• PROBLEM TO SOLVE: When you write out the material, keep every line exactly as it is.

BEGIN STORED DATA

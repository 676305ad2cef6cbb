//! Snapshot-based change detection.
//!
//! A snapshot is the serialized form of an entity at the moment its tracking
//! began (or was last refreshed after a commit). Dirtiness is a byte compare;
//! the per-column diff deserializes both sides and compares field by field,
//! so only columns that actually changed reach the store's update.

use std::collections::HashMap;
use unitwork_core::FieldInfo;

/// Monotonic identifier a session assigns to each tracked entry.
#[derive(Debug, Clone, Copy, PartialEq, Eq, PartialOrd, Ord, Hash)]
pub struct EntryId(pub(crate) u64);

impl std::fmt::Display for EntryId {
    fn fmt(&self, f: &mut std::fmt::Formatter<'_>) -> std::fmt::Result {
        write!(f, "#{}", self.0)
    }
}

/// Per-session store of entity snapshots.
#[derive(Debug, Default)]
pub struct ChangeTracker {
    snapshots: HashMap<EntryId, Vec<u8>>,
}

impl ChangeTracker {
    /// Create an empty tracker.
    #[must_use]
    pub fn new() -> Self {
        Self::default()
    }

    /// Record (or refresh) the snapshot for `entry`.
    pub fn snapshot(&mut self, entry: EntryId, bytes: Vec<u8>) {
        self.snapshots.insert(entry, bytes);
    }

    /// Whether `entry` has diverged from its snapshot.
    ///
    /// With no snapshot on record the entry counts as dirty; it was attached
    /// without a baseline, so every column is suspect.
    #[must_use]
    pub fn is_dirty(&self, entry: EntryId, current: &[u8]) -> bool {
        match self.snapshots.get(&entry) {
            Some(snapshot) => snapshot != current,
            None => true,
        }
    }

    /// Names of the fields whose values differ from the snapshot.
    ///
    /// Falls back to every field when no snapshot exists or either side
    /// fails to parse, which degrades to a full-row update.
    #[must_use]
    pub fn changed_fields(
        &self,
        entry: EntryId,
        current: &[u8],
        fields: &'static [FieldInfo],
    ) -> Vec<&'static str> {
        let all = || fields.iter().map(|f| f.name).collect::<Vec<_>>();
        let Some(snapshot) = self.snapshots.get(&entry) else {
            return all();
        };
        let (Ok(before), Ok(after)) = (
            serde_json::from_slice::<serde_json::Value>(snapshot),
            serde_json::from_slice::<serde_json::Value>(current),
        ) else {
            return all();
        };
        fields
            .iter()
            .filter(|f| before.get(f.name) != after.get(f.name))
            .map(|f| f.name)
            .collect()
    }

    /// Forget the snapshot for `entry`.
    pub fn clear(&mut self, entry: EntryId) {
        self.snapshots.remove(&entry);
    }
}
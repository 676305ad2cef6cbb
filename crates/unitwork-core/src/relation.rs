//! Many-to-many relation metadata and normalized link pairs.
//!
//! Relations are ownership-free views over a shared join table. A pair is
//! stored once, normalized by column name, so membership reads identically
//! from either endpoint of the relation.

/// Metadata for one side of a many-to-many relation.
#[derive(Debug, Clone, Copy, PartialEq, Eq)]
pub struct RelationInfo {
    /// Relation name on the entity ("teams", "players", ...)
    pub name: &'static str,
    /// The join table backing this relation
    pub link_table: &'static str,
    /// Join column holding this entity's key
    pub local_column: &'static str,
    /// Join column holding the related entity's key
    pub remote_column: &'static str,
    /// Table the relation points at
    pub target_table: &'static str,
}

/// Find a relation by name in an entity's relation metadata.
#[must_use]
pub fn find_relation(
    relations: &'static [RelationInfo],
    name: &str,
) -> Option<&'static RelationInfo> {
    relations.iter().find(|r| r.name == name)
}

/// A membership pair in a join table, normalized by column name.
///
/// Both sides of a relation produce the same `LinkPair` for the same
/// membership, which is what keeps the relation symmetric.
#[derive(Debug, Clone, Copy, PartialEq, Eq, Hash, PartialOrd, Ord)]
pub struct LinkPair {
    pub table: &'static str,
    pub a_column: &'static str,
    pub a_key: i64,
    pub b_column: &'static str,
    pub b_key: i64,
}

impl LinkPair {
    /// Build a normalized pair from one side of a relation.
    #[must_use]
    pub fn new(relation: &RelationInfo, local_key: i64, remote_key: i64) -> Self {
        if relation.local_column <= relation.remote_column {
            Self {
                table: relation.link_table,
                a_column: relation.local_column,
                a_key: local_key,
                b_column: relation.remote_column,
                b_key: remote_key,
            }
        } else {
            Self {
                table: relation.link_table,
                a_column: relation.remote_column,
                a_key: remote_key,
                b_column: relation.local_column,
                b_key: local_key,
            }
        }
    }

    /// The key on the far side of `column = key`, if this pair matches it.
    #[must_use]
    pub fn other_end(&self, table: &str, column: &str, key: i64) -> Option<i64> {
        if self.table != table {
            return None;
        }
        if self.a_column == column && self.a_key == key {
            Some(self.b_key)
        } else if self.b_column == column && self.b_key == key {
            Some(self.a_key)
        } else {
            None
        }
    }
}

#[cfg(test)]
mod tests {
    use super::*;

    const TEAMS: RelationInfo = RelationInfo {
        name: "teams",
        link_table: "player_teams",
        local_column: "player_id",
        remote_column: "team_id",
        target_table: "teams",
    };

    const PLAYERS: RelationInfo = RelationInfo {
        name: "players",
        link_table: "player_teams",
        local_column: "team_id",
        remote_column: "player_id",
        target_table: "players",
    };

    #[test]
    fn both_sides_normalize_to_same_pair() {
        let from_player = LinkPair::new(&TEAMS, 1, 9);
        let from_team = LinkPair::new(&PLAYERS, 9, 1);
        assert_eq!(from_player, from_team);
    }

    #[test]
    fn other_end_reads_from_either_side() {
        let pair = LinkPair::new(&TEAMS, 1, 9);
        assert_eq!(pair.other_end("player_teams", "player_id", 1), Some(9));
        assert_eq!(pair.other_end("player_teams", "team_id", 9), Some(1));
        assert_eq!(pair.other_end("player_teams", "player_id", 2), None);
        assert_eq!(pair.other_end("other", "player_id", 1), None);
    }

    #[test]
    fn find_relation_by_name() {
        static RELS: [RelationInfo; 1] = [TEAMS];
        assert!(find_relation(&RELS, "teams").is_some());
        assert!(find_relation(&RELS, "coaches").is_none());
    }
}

END STORED DATA

• ANSWER TO THIS TASK:
repository 676305ad2cef6cbb
//! Snapshot-based change detection.
//!
//! A snapshot is the serialized form of an entity at the moment its tracking
//! began (or was last refreshed after a commit). Dirtiness is a byte compare;
//! the per-column diff deserializes both sides and compares field by field,
//! so only columns that actually changed reach the store's update.

use std::collections::HashMap;
use unitwork_core::FieldInfo;

/// Monotonic identifier a session assigns to each tracked entry.
#[derive(Debug, Clone, Copy, PartialEq, Eq, PartialOrd, Ord, Hash)]
pub struct EntryId(pub(crate) u64);

impl std::fmt::Display for EntryId {
    fn fmt(&self, f: &mut std::fmt::Formatter<'_>) -> std::fmt::Result {
        write!(f, "#{}", self.0)
    }
}

/// Per-session store of entity snapshots.
#[derive(Debug, Default)]
pub struct ChangeTracker {
    snapshots: HashMap<EntryId, Vec<u8>>,
}

impl ChangeTracker {
    /// Create an empty tracker.
    #[must_use]
    pub fn new() -> Self {
        Self::default()
    }

    /// Record (or refresh) the snapshot for `entry`.
    pub fn snapshot(&mut self, entry: EntryId, bytes: Vec<u8>) {
        self.snapshots.insert(entry, bytes);
    }

    /// Whether `entry` has diverged from its snapshot.
    ///
    /// With no snapshot on record the entry counts as dirty; it was attached
    /// without a baseline, so every column is suspect.
    #[must_use]
    pub fn is_dirty(&self, entry: EntryId, current: &[u8]) -> bool {
        match self.snapshots.get(&entry) {
            Some(snapshot) => snapshot != current,
            None => true,
        }
    }

    /// Names of the fields whose values differ from the snapshot.
    ///
    /// Falls back to every field when no snapshot exists or either side
    /// fails to parse, which degrades to a full-row update.
    #[must_use]
    pub fn changed_fields(
        &self,
        entry: EntryId,
        current: &[u8],
        fields: &'static [FieldInfo],
    ) -> Vec<&'static str> {
        let all = || fields.iter().map(|f| f.name).collect::<Vec<_>>();
        let Some(snapshot) = self.snapshots.get(&entry) else {
            return all();
        };
        let (Ok(before), Ok(after)) = (
            serde_json::from_slice::<serde_json::Value>(snapshot),
            serde_json::from_slice::<serde_json::Value>(current),
        ) else {
            return all();
        };
        fields
            .iter()
            .filter(|f| before.get(f.name) != after.get(f.name))
            .map(|f| f.name)
            .collect()
    }

    /// Forget the snapshot for `entry`.
    pub fn clear(&mut self, entry: EntryId) {
        self.snapshots.remove(&entry);
    }
}
repository 676305ad2cef6cbb
filename crates/unitwork-core/src/relation.rs
//! Many-to-many relation metadata and normalized link pairs.
//!
//! Relations are ownership-free views over a shared join table. A pair is
//! stored once, normalized by column name, so membership reads identically
//! from either endpoint of the relation.

/// Metadata for one side of a many-to-many relation.
#[derive(Debug, Clone, Copy, PartialEq, Eq)]
pub struct RelationInfo {
    /// Relation name on the entity ("teams", "players", ...)
    pub name: &'static str,
    /// The join table backing this relation
    pub link_table: &'static str,
    /// Join column holding this entity's key
    pub local_column: &'static str,
    /// Join column holding the related entity's key
    pub remote_column: &'static str,
    /// Table the relation points at
    pub target_table: &'static str,
}

/// Find a relation by name in an entity's relation metadata.
#[must_use]
pub fn find_relation(
    relations: &'static [RelationInfo],
    name: &str,
) -> Option<&'static RelationInfo> {
    relations.iter().find(|r| r.name == name)
}

/// A membership pair in a join table, normalized by column name.
///
/// Both sides of a relation produce the same `LinkPair` for the same
/// membership, which is what keeps the relation symmetric.
#[derive(Debug, Clone, Copy, PartialEq, Eq, Hash, PartialOrd, Ord)]
pub struct LinkPair {
    pub table: &'static str,
    pub a_column: &'static str,
    pub a_key: i64,
    pub b_column: &'static str,
    pub b_key: i64,
}

impl LinkPair {
    /// Build a normalized pair from one side of a relation.
    #[must_use]
    pub fn new(relation: &RelationInfo, local_key: i64, remote_key: i64) -> Self {
        if relation.local_column <= relation.remote_column {
            Self {
                table: relation.link_table,
                a_column: relation.local_column,
                a_key: local_key,
                b_column: relation.remote_column,
                b_key: remote_key,
            }
        } else {
            Self {
                table: relation.link_table,
                a_column: relation.remote_column,
                a_key: remote_key,
                b_column: relation.local_column,
                b_key: local_key,
            }
        }
    }

    /// The key on the far side of `column = key`, if this pair matches it.
    #[must_use]
    pub fn other_end(&self, table: &str, column: &str, key: i64) -> Option<i64> {
        if self.table != table {
            return None;
        }
        if self.a_column == column && self.a_key == key {
            Some(self.b_key)
        } else if self.b_column == column && self.b_key == key {
            Some(self.a_key)
        } else {
            None
        }
    }
}

#[cfg(test)]
mod tests {
    use super::*;

    const TEAMS: RelationInfo = RelationInfo {
        name: "teams",
        link_table: "player_teams",
        local_column: "player_id",
        remote_column: "team_id",
        target_table: "teams",
    };

    const PLAYERS: RelationInfo = RelationInfo {
        name: "players",
        link_table: "player_teams",
        local_column: "team_id",
        remote_column: "player_id",
        target_table: "players",
    };

    #[test]
    fn both_sides_normalize_to_same_pair() {
        let from_player = LinkPair::new(&TEAMS, 1, 9);
        let from_team = LinkPair::new(&PLAYERS, 9, 1);
        assert_eq!(from_player, from_team);
    }

    #[test]
    fn other_end_reads_from_either_side() {
        let pair = LinkPair::new(&TEAMS, 1, 9);
        assert_eq!(pair.other_end("player_teams", "player_id", 1), Some(9));
        assert_eq!(pair.other_end("player_teams", "team_id", 9), Some(1));
        assert_eq!(pair.other_end("player_teams", "player_id", 2), None);
        assert_eq!(pair.other_end("other", "player_id", 1), None);
    }

    #[test]
    fn find_relation_by_name() {
        static RELS: [RelationInfo; 1] = [TEAMS];
        assert!(find_relation(&RELS, "teams").is_some());
        assert!(find_relation(&RELS, "coaches").is_none());
    }
}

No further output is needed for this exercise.